As the soldiers took selfies with the corpses a man asked when they would be removed. "There are children here," the man said, before making a half-hearted attempt to shoo them inside a yard, where their heads peered out from around the gate.
"Our job is pretty much done on this side," the soldiers' commander Lieutenant General Abdul-Wahab al-Saadi said later that day. The next day, the Iraqi military announced the total liberation of east Mosul.
Meanwhile though, the coalition was watching significant movement of IS fighters and material to the west. The Tigris River runs through Mosul, dividing the city in two. With coalition airstrikes already having taken out the bridges, IS fighters were crossing on boats. On Wednesday, the coalition reported that airstrikes "destroyed 49 watercraft" as the fighters withdrew. It did not say how many made it safely across.

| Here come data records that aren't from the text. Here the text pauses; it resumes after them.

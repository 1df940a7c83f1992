// cache.rs - Code cache: guest PC -> translated host code
//
// A fixed-size open-addressed table (linear probing, no deletion) that serves
// two purposes at once: it counts how often each block entry is reached, and
// once a block has been translated it records where the host code lives in the
// arena. A slot that only tracks hotness never produces a lookup hit.

use crate::addr::GuestAddr;
use crate::arena::{CodePtr, ExecArena};
use crate::error::CacheError;
use tracing::{debug, trace};

/// Number of table slots.
pub const CACHE_ENTRY_SIZE: usize = 64 * 1024;
/// Executable arena size: 64MB.
pub const CACHE_SIZE: usize = 64 * 1024 * 1024;
/// Entries a block must be reached before it is worth compiling.
pub const CACHE_HOT_COUNT: u64 = 100_000;
/// Longest probe chain before the table counts as full.
pub const MAX_SEARCH_COUNT: usize = 32;

/// Code cache sizing.
#[derive(Debug, Clone, Copy, PartialEq, Eq)]
pub struct CacheConfig {
    /// Table slots
    pub entries: usize,
    /// Executable arena bytes
    pub arena_size: usize,
    /// Hotness threshold
    pub hot_threshold: u64,
}

impl Default for CacheConfig {
    fn default() -> Self {
        Self {
            entries: CACHE_ENTRY_SIZE,
            arena_size: CACHE_SIZE,
            hot_threshold: CACHE_HOT_COUNT,
        }
    }
}

#[derive(Debug, Clone, Copy, Default)]
enum Slot {
    #[default]
    Empty,
    Occupied(Entry),
}

#[derive(Debug, Clone, Copy)]
struct Entry {
    pc: u64,
    /// Saturates at the hotness threshold
    hot: u64,
    /// Arena offset once translated; `None` while only tracking hotness
    code: Option<usize>,
}

/// Counters for cache activity.
#[derive(Debug, Default, Clone, Copy, PartialEq, Eq)]
pub struct CacheStats {
    pub lookups: u64,
    pub hits: u64,
    /// Slots in use (tracking or compiled)
    pub slots: usize,
    /// Blocks installed, recompilations included
    pub installs: u64,
    /// Installs that replaced an existing translation
    pub recompilations: u64,
    /// Arena bytes used, padding and stale translations included
    pub arena_used: usize,
    pub arena_capacity: usize,
}

impl CacheStats {
    pub fn hit_rate(&self) -> f64 {
        if self.lookups == 0 {
            0.0
        } else {
            self.hits as f64 / self.lookups as f64
        }
    }
}

pub struct CodeCache {
    table: Box<[Slot]>,
    arena: ExecArena,
    hot_threshold: u64,
    stats: CacheStats,
}

/// Where a probe for `pc` ended.
enum Probe {
    Found(usize),
    Vacant(usize),
}

impl CodeCache {
    pub fn new() -> Result<Self, CacheError> {
        Self::with_config(CacheConfig::default())
    }

    pub fn with_config(config: CacheConfig) -> Result<Self, CacheError> {
        assert!(config.entries > 0, "code cache needs at least one slot");
        Ok(Self {
            table: vec![Slot::Empty; config.entries].into_boxed_slice(),
            arena: ExecArena::new(config.arena_size)?,
            hot_threshold: config.hot_threshold,
            stats: CacheStats::default(),
        })
    }

    pub fn hot_threshold(&self) -> u64 {
        self.hot_threshold
    }

    pub fn stats(&self) -> CacheStats {
        CacheStats {
            arena_used: self.arena.used(),
            arena_capacity: self.arena.capacity(),
            ..self.stats
        }
    }

    fn hash(&self, pc: u64) -> usize {
        (pc % self.table.len() as u64) as usize
    }

    /// Walk the probe sequence for `pc`. `None` means the chain ran past
    /// `MAX_SEARCH_COUNT` without finding `pc` or a free slot.
    fn probe(&self, pc: u64) -> Option<Probe> {
        let mut index = self.hash(pc);
        for _ in 0..=MAX_SEARCH_COUNT {
            match self.table[index] {
                Slot::Empty => return Some(Probe::Vacant(index)),
                Slot::Occupied(e) if e.pc == pc => return Some(Probe::Found(index)),
                Slot::Occupied(_) => index = self.hash(index as u64 + 1),
            }
        }
        None
    }

    fn entry(&self, index: usize) -> Entry {
        match self.table[index] {
            Slot::Occupied(e) => e,
            Slot::Empty => unreachable!("probe returned an empty slot as found"),
        }
    }

    /// Host code for `pc`, if it has been translated and is hot.
    ///
    /// # Panics
    ///
    /// If `pc` is zero; guest PC 0 is never a valid block address.
    pub fn lookup(&mut self, pc: GuestAddr) -> Option<CodePtr> {
        assert!(pc.0 != 0, "code cache lookup of guest pc 0");
        self.stats.lookups += 1;

        let Some(Probe::Found(index)) = self.probe(pc.0) else {
            return None;
        };
        let entry = self.entry(index);
        let offset = entry.code.filter(|_| entry.hot >= self.hot_threshold)?;
        self.stats.hits += 1;
        Some(self.arena.code_ptr(offset))
    }

    /// Count one more entry into the block at `pc` and report whether it is hot.
    pub fn record_hot(&mut self, pc: GuestAddr) -> Result<bool, CacheError> {
        assert!(pc.0 != 0, "code cache hotness update of guest pc 0");
        let threshold = self.hot_threshold;

        match self.probe(pc.0) {
            Some(Probe::Found(index)) => {
                let mut entry = self.entry(index);
                entry.hot = (entry.hot + 1).min(threshold);
                self.table[index] = Slot::Occupied(entry);
                if entry.hot == threshold {
                    trace!(pc = %pc, "block is hot");
                }
                Ok(entry.hot >= threshold)
            }
            Some(Probe::Vacant(index)) => {
                self.table[index] = Slot::Occupied(Entry {
                    pc: pc.0,
                    hot: 1,
                    code: None,
                });
                self.stats.slots += 1;
                Ok(1 >= threshold)
            }
            None => Err(CacheError::ProbeLimit {
                pc: pc.0,
                limit: MAX_SEARCH_COUNT,
            }),
        }
    }

    /// Copy translated code for `pc` into the arena and point the table at it.
    ///
    /// A previous translation of the same `pc` is only unlinked: its arena
    /// bytes stay allocated, since the arena never reclaims space.
    pub fn install(
        &mut self,
        pc: GuestAddr,
        code: &[u8],
        align: usize,
    ) -> Result<CodePtr, CacheError> {
        assert!(pc.0 != 0, "code cache install at guest pc 0");
        let index = match self.probe(pc.0) {
            Some(Probe::Found(index)) | Some(Probe::Vacant(index)) => index,
            None => {
                return Err(CacheError::ProbeLimit {
                    pc: pc.0,
                    limit: MAX_SEARCH_COUNT,
                })
            }
        };

        let offset = self.arena.push(code, align)?;
        let entry = match self.table[index] {
            Slot::Occupied(mut e) => {
                if e.code.is_some() {
                    self.stats.recompilations += 1;
                }
                e.code = Some(offset);
                e
            }
            Slot::Empty => {
                self.stats.slots += 1;
                Entry {
                    pc: pc.0,
                    hot: 0,
                    code: Some(offset),
                }
            }
        };
        self.table[index] = Slot::Occupied(entry);
        self.stats.installs += 1;

        debug!(
            pc = %pc,
            size = code.len(),
            offset,
            "installed translated block"
        );
        Ok(self.arena.code_ptr(offset))
    }

    /// Arena offset of an entry point returned by this cache.
    pub fn offset_of(&self, ptr: CodePtr) -> usize {
        self.arena.offset_of(ptr)
    }
}
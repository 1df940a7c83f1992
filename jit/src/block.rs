// block.rs - Basic block discovery in guest memory
//
// The front half of a code generator: starting at a block entry PC, decode
// straight-line instructions until one ends the block. Translators lower the
// resulting `GuestBlock`; the profiler uses it to report hot regions.

use crate::addr::GuestAddr;
use crate::decode::{self, Flow, Instruction};
use crate::error::{Error, Result};
use crate::mmu::Mmu;

/// Upper bound on instructions per block, so one huge straight-line region
/// does not produce an unbounded translation.
pub const MAX_BLOCK_INSNS: usize = 256;

/// How control leaves a block.
#[derive(Debug, Clone, Copy, PartialEq, Eq)]
pub enum BlockExit {
    /// Conditional branch: taken target and fall-through
    Branch { taken: u64, fallthrough: u64 },
    /// Direct jump (`jal`), possibly a call when `link` is set
    Jump { target: u64, link: bool },
    /// Register-indirect jump (`jalr`); a return when it jumps through `ra`
    Indirect { is_return: bool },
    SystemCall { next: u64 },
    /// EBREAK or an instruction the interpreter must handle
    Interp { at: u64 },
    /// The block was cut at `MAX_BLOCK_INSNS` or at unmapped memory
    Fallthrough { next: u64 },
}

/// A straight-line run of guest instructions
#[derive(Debug, Clone)]
pub struct GuestBlock {
    /// Start address
    pub start: u64,
    /// End address (after last instruction)
    pub end: u64,
    pub instructions: Vec<Instruction>,
    pub exit: BlockExit,
}

impl GuestBlock {
    /// Possible successor addresses known statically.
    pub fn successors(&self) -> Vec<u64> {
        match self.exit {
            BlockExit::Branch { taken, fallthrough } => vec![taken, fallthrough],
            BlockExit::Jump { target, .. } => vec![target],
            BlockExit::SystemCall { next } | BlockExit::Fallthrough { next } => vec![next],
            BlockExit::Indirect { .. } | BlockExit::Interp { .. } => Vec::new(),
        }
    }
}

/// Decode the block starting at `pc`.
pub fn scan(mmu: &Mmu, pc: GuestAddr) -> Result<GuestBlock> {
    if !mmu.contains(pc, 2) {
        return Err(Error::Unmapped { addr: pc.0, len: 2 });
    }

    let mut instructions = Vec::new();
    let mut addr = pc.0;
    let exit = loop {
        let at = GuestAddr(addr);
        if instructions.len() == MAX_BLOCK_INSNS || !mmu.contains(at, 2) {
            break BlockExit::Fallthrough { next: addr };
        }
        // SAFETY: contains() checked the first halfword is mapped readable.
        let low: u16 = unsafe { crate::addr::read(at) };
        if decode::instruction_len(low) == 4 && !mmu.contains(at, 4) {
            break BlockExit::Fallthrough { next: addr };
        }
        // SAFETY: every byte of the instruction was checked above.
        let inst = unsafe { decode::fetch(at) };
        addr = inst.next_pc();
        instructions.push(inst);

        match inst.opcode.flow() {
            Flow::Next => continue,
            Flow::Branch => {
                break BlockExit::Branch {
                    taken: inst.addr.wrapping_add(inst.imm as u64),
                    fallthrough: addr,
                }
            }
            Flow::Jump => {
                break BlockExit::Jump {
                    target: inst.addr.wrapping_add(inst.imm as u64),
                    link: inst.rd != 0,
                }
            }
            Flow::IndirectJump => {
                break BlockExit::Indirect {
                    is_return: inst.rs1 == 1 && inst.rd == 0,
                }
            }
            Flow::SystemCall => break BlockExit::SystemCall { next: addr },
            Flow::Trap => break BlockExit::Interp { at: inst.addr },
        }
    };

    Ok(GuestBlock {
        start: pc.0,
        end: addr,
        instructions,
        exit,
    })
}

#[cfg(test)]
mod tests {
    use super::*;

    const WINDOW: u64 = 0x2000_0000;

    fn mmu_with_code(base: u64, words: &[u32]) -> (Mmu, GuestAddr) {
        let mut mmu = Mmu::at(GuestAddr(base));
        let code: Vec<u8> = words.iter().flat_map(|w| w.to_le_bytes()).collect();
        let at = mmu.alloc(code.len() as i64 + 64).unwrap();
        mmu.write(at, &code).unwrap();
        (mmu, at)
    }

    #[test]
    fn test_block_ends_at_branch() {
        // addi a0, a0, -1 ; bne a0, zero, -4
        let (mmu, pc) = mmu_with_code(WINDOW, &[0xfff5_0513, 0xfe05_1ee3]);
        let block = scan(&mmu, pc).unwrap();
        assert_eq!(block.instructions.len(), 2);
        assert_eq!(block.end, pc.0 + 8);
        assert_eq!(
            block.exit,
            BlockExit::Branch {
                taken: pc.0,
                fallthrough: pc.0 + 8
            }
        );
        assert_eq!(block.successors(), vec![pc.0, pc.0 + 8]);
    }

    #[test]
    fn test_block_ends_at_ecall() {
        // addi a7, zero, 93 ; ecall
        let (mmu, pc) = mmu_with_code(WINDOW + 0x10_0000, &[0x05d0_0893, 0x0000_0073]);
        let block = scan(&mmu, pc).unwrap();
        assert_eq!(block.exit, BlockExit::SystemCall { next: pc.0 + 8 });
        assert_eq!(block.instructions.last().unwrap().opcode, decode::Opcode::ECALL);
    }

    #[test]
    fn test_return_is_indirect() {
        // jalr zero, 0(ra)
        let (mmu, pc) = mmu_with_code(WINDOW + 0x20_0000, &[0x0000_8067]);
        let block = scan(&mmu, pc).unwrap();
        assert_eq!(block.exit, BlockExit::Indirect { is_return: true });
        assert!(block.successors().is_empty());
    }

    #[test]
    fn test_unknown_instruction_needs_interpreter() {
        // addi a0, zero, 1 ; csrr a0, fcsr
        let (mmu, pc) = mmu_with_code(WINDOW + 0x30_0000, &[0x0010_0513, 0x0030_2573]);
        let block = scan(&mmu, pc).unwrap();
        assert_eq!(block.exit, BlockExit::Interp { at: pc.0 + 4 });
    }

    #[test]
    fn test_compressed_instruction_at_end_of_mapping() {
        let mut mmu = Mmu::at(GuestAddr(WINDOW + 0x50_0000));
        let page = mmu.page_size();
        let base = mmu.alloc(page as i64).unwrap();
        let end = base.0 + page;

        // addi a0, a0, 1 ; c.ret, the last halfword of the mapping
        let pc = GuestAddr(end - 6);
        mmu.write(pc, &0x0015_0513u32.to_le_bytes()).unwrap();
        mmu.write(GuestAddr(end - 2), &0x8082u16.to_le_bytes()).unwrap();
        let block = scan(&mmu, pc).unwrap();
        assert_eq!(block.instructions.len(), 2);
        assert_eq!(block.end, end);
        assert_eq!(block.exit, BlockExit::Indirect { is_return: true });

        // A 32-bit encoding cut by the end of the mapping is not decoded.
        mmu.write(GuestAddr(end - 2), &0x0513u16.to_le_bytes()).unwrap();
        let block = scan(&mmu, GuestAddr(end - 2)).unwrap();
        assert!(block.instructions.is_empty());
        assert_eq!(block.exit, BlockExit::Fallthrough { next: end - 2 });
    }

    #[test]
    fn test_unmapped_start() {
        let mmu = Mmu::at(GuestAddr(WINDOW + 0x40_0000));
        assert!(matches!(
            scan(&mmu, mmu.base()),
            Err(Error::Unmapped { .. })
        ));
    }
}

After three months of painstaking progress in house to house fighting, the final speed with which IS defences crumbled suggest that they may have made a strategic withdrawal to more defensible terrain in the west of the city. The ISF are now expected to regroup before eventually crossing the Tigris on pontoon bridges. Then they will have to fight for the old neighbourhoods of Mosul –densely populated warrens of streets too narrow for their armoured vehicles.
"We cannot say what comes next on the west side," commander al-Saadi said as he pondered the coming battle.